Transfer of data between different parts of a system – whether it be the electronic control units in a vehicle connected via CAN, or in an industrial setting, linking components of a production process via MODBUS – is a common scenario when a complex system is made up of many interconnected parts.
The fact that you could reduce the wire loom in a vehicle was one of the key factors which motivated the adoption of the CAN bus in the automotive sector, because it meant lower manufacturing and maintenance costs. Every electronic unit could attach to one or more data buses, rather than needing to be wired directly to every unit.
A nuclear reactor can’t have its monitoring and control centre at the reactor core; hence another motivation for transferring the essential sensor readings elsewhere. Sometimes the monitoring functions need to be removed from the component that is being monitored, whether for safety reasons or in environments where space is at a premium, such as in an aircraft cabin.
This means that you need to transfer that sensor data, reliably, and in real-time.
The Real-Time Monitoring System (RTMS) consisted of two data concentrator units, one in an avionics rack at the front of the aircraft cabin, and the other in an avionics rack at the rear of the aircraft.
The RTMS acted as a bridge between sensor signals in the forward data concentrator and the aft data concentrator.
While the RTMS was not a safety-critical component, our end customer was an aerospace and defence contractor accustomed to operating to DO-178B/C, and as such, this project was subject to the same processes and stringencies.
We acted as a software subcontractor to our client, a UK hardware distributor who had been contracted to supply two rugged data concentrator units. This was a “value-added” project for them, because rather than just shipping hardware, we were adding bespoke functionality to that hardware for them.
We were responsible for the firmware that would bridge the inputs and outputs of the forward and aft data concentrators, and the configuration of that firmware.
We took part in the Critical Design Review for the RTMS at our end customer’s premises. We presented the proposed software design to their senior project stakeholders, and answered their questions before the design was approved.
In addition to the bridging function, our firmware performed error checking and reporting using the units’ continuous background built-in tests.
While the firmware implementation was a critical part of our involvement, we also focused on the verification.
We built an automated test harness which could exercise the data concentrator units over a period of days and weeks, and demonstrated this to the end customer at our laboratory.
Finally, we worked with the end customer to complete all of the necessary documentation for their Quality Assurance processes, prior to the delivery and ultimate sign-off of the project.
These were a pair of high-value North Atlantic Industries (NAI) SIU31 sensor interface units – rugged intelligent I/O boards with multichannel digital and analogue I/O modules, and Amphenol 88- 569776 front panel connectors.
We wrote the unit firmware in C, and installed it as a daemon on the NAI PetaLinux (Embedded Linux) instances running on the units.
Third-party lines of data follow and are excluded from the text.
async fn get_firewall_rule(
    api: &dyn ControllerApi,
    site: &str,
    args: &GetFirewallRuleArgs,
) -> Result<JsonValue> {
    let path = site_path(site, &format!("rest/firewallrule/{}", args.rule_id));
    let rule = raw_records(&api.get(&path).await?).into_iter().next();
    Ok(json!({ "rule": rule, "site": site }))
}

async fn list_vpn_clients(
    api: &dyn ControllerApi,
    site: &str,
    args: &ListVpnClientsArgs,
) -> Result<JsonValue> {
    let mut clients: Vec<VpnClient> = records(&api.get(&site_path(site, "rest/vpnclient")).await?)?;
    if args.active_only {
        clients.retain(|c| c.enabled && c.connected);
    }

    Ok(json!({
        "total_vpn_clients": clients.len(),
        "active_clients": clients.iter().filter(|c| c.connected).count(),
        "clients": clients.iter().map(summary::vpn_client_summary).collect::<Vec<_>>(),
        "site": site,
    }))
}

async fn list_port_forwards(api: &dyn ControllerApi, site: &str) -> Result<JsonValue> {
    let rules: Vec<PortForward> = records(&api.get(&site_path(site, "rest/portforward")).await?)?;
    Ok(json!({
        "total_rules": rules.len(),
        "active_rules": rules.iter().filter(|r| r.enabled).count(),
        "rules": rules.iter().map(summary::port_forward_summary).collect::<Vec<_>>(),
        "site": site,
    }))
}

async fn list_firewall_zones(api: &dyn ControllerApi, site: &str) -> Result<JsonValue> {
    let zones: Vec<FirewallZone> = records(&api.get(&site_path(site, "rest/firewallzone")).await?)?;
    Ok(json!({
        "total_zones": zones.len(),
        "zones": zones.iter().map(summary::firewall_zone_summary).collect::<Vec<_>>(),
        "site": site,
    }))
}

// ============================================================================
// Configuration changes
// ============================================================================

async fn create_firewall_rule(
    api: &dyn ControllerApi,
    site: &str,
    args: &CreateFirewallRuleArgs,
) -> Result<JsonValue> {
    let mut body = json!({
        "name": args.name,
        "action": args.action,
        "protocol": args.protocol,
        "src_address": args.src_address,
        "dst_address": args.dst_address,
        "enabled": args.enabled,
    });
    if let Some(port) = args.dst_port.as_deref().filter(|p| !p.is_empty()) {
        body["dst_port"] = json!(port);
    }

    let response = api.post(&site_path(site, "rest/firewallrule"), &body).await?;
    Ok(json!({
        "success": true,
        "rule": written(&response),
        "site": site,
    }))
}

async fn create_qos_rule(
    api: &dyn ControllerApi,
    site: &str,
    args: &CreateQosRuleArgs,
) -> Result<JsonValue> {
    let body = json!({
        "name": args.name,
        "enabled": args.enabled,
        "download_limit_kbps": args.download_limit,
        "upload_limit_kbps": args.upload_limit,
        "target_type": args.target_type,
        "target_value": args.target_value,
    });

    let response = api.post(&site_path(site, "rest/qosrule"), &body).await?;
    Ok(json!({
        "success": true,
        "message": format!("QoS rule '{}' created", args.name),
        "rule": written(&response),
        "site": site,
    }))
}

/// PUT `{ enabled }` on `<resource>/<rule_id>`
async fn toggle(
    api: &dyn ControllerApi,
    site: &str,
    resource: &str,
    label: &str,
    args: &ToggleRuleArgs,
) -> Result<JsonValue> {
    let path = site_path(site, &format!("{resource}/{}", args.rule_id));
    let response = api.put(&path, &json!({ "enabled": args.enabled })).await?;
    Ok(json!({
        "success": true,
        "message": format!("{label} {}", enabled_word(args.enabled)),
        "rule": written(&response),
        "site": site,
    }))
}

async fn update_vpn_client_state(
    api: &dyn ControllerApi,
    site: &str,
    args: &VpnClientStateArgs,
) -> Result<JsonValue> {
    let path = site_path(site, &format!("rest/vpnclient/{}", args.client_id));
    let response = api.put(&path, &json!({ "enabled": args.enabled })).await?;
    Ok(json!({
        "success": true,
        "message": format!("VPN client {}", enabled_word(args.enabled)),
        "client": written(&response),
        "site": site,
    }))
}

async fn create_port_forward(
    api: &dyn ControllerApi,
    site: &str,
    args: &CreatePortForwardArgs,
) -> Result<JsonValue> {
    let body = json!({
        "name": args.name,
        "enabled": args.enabled,
        "src": "wan",
        "dst": "lan",
        "fwd_port": args.src_port,
        "fwd_ip": args.dst_ip,
        "fwd_port_to": args.dst_port,
        "proto": args.protocol,
        "log": args.log,
    });

    let response = api.post(&site_path(site, "rest/portforward"), &body).await?;
    Ok(json!({
        "success": true,
        "message": format!("Port forward '{}' created", args.name),
        "rule": written(&response),
        "site": site,
    }))
}

async fn create_traffic_route(
    api: &dyn ControllerApi,
    site: &str,
    args: &CreateTrafficRouteArgs,
) -> Result<JsonValue> {
    let mut body = json!({
        "name": args.name,
        "enabled": args.enabled,
        "static_route_network": args.destination_network,
        "static_route_nexthop": args.gateway_ip,
        "static_route_distance": args.metric,
    });
    if let Some(iface) = args.interface.as_deref().filter(|i| !i.is_empty()) {
        body["static_route_interface"] = json!(iface);
    }

    let response = api.post(&site_path(site, "rest/routing"), &body).await?;
    Ok(json!({
        "success": true,
        "message": format!("Traffic route '{}' created", args.name),
        "route": written(&response),
        "site": site,
    }))
}

async fn update_traffic_route(
    api: &dyn ControllerApi,
    site: &str,
    args: &UpdateTrafficRouteArgs,
) -> Result<JsonValue> {
    let mut body = JsonObject::new();
    if let Some(name) = &args.name {
        body.insert("name".to_string(), json!(name));
    }
    if let Some(enabled) = args.enabled {
        body.insert("enabled".to_string(), json!(enabled));
    }
    if let Some(network) = &args.destination_network {
        body.insert("static_route_network".to_string(), json!(network));
    }
    if let Some(gateway) = &args.gateway_ip {
        body.insert("static_route_nexthop".to_string(), json!(gateway));
    }
    if let Some(metric) = args.metric {
        body.insert("static_route_distance".to_string(), json!(metric));
    }

    let path = site_path(site, &format!("rest/routing/{}", args.route_id));
    let response = api.put(&path, &JsonValue::Object(body)).await?;
    Ok(json!({
        "success": true,
        "message": "Traffic route updated",
        "route": written(&response),
        "site": site,
    }))
}

async fn create_firewall_policy(
    api: &dyn ControllerApi,
    site: &str,
    args: &CreateFirewallPolicyArgs,
) -> Result<JsonValue> {
    let mut body = json!({
        "name": args.name,
        "enabled": args.enabled,
        "action": args.action,
        "protocol": args.protocol,
        "logging": args.logging,
    });
    let optional = [
        ("src_zone", &args.src_zone),
        ("dst_zone", &args.dst_zone),
        ("src_address_group", &args.src_address_group),
        ("dst_address_group", &args.dst_address_group),
        ("dst_port_group", &args.dst_port_group),
    ];
    for (field, value) in optional {
        if let Some(value) = value.as_deref().filter(|v| !v.is_empty()) {
            body[field] = json!(value);
        }
    }

    let response = api.post(&site_path(site, "rest/firewallpolicy"), &body).await?;
    Ok(json!({
        "success": true,
        "message": format!("Firewall policy '{}' created", args.name),
        "policy": written(&response),
        "site": site,
    }))
}

fn enabled_word(enabled: bool) -> &'static str {
    if enabled {
        "enabled"
    } else {
        "disabled"
    }
}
Unit Verification and Integration
We designed and developed a bespoke National Instruments (NI) LabVIEW test harness, using an NI PXIe-1073 chassis with an NI PXIe-6363 multifunction DAQ module, NI SCB-68 connector blocks, custom wiring and MIL-DTL-D38999 circular connector plugs to connect to the data concentrator units under test.
We implemented a LabVIEW test front panel to reflect the inputs and outputs and the status of the test harness.
We were able to thoroughly exercise the I/O bridging, e.g. were the ports bridged correctly from the forward unit to the aft, with a variety of data patterns – walking, alternating, randomised – and long-running stress tests.
We are familiar with working in high regulatory environments, such as aerospace and defence, automotive and medical.
We have the capability to perform automated testing, for repeatable, verifiable test results.
We were able to leverage our test equipment investment on our client’s behalf, including industry-leading tools and experience which our client may not have had in-house, such as LabVIEW.
We were able to take a piece of general-purpose equipment and give it added value with smart failure-tolerant firmware.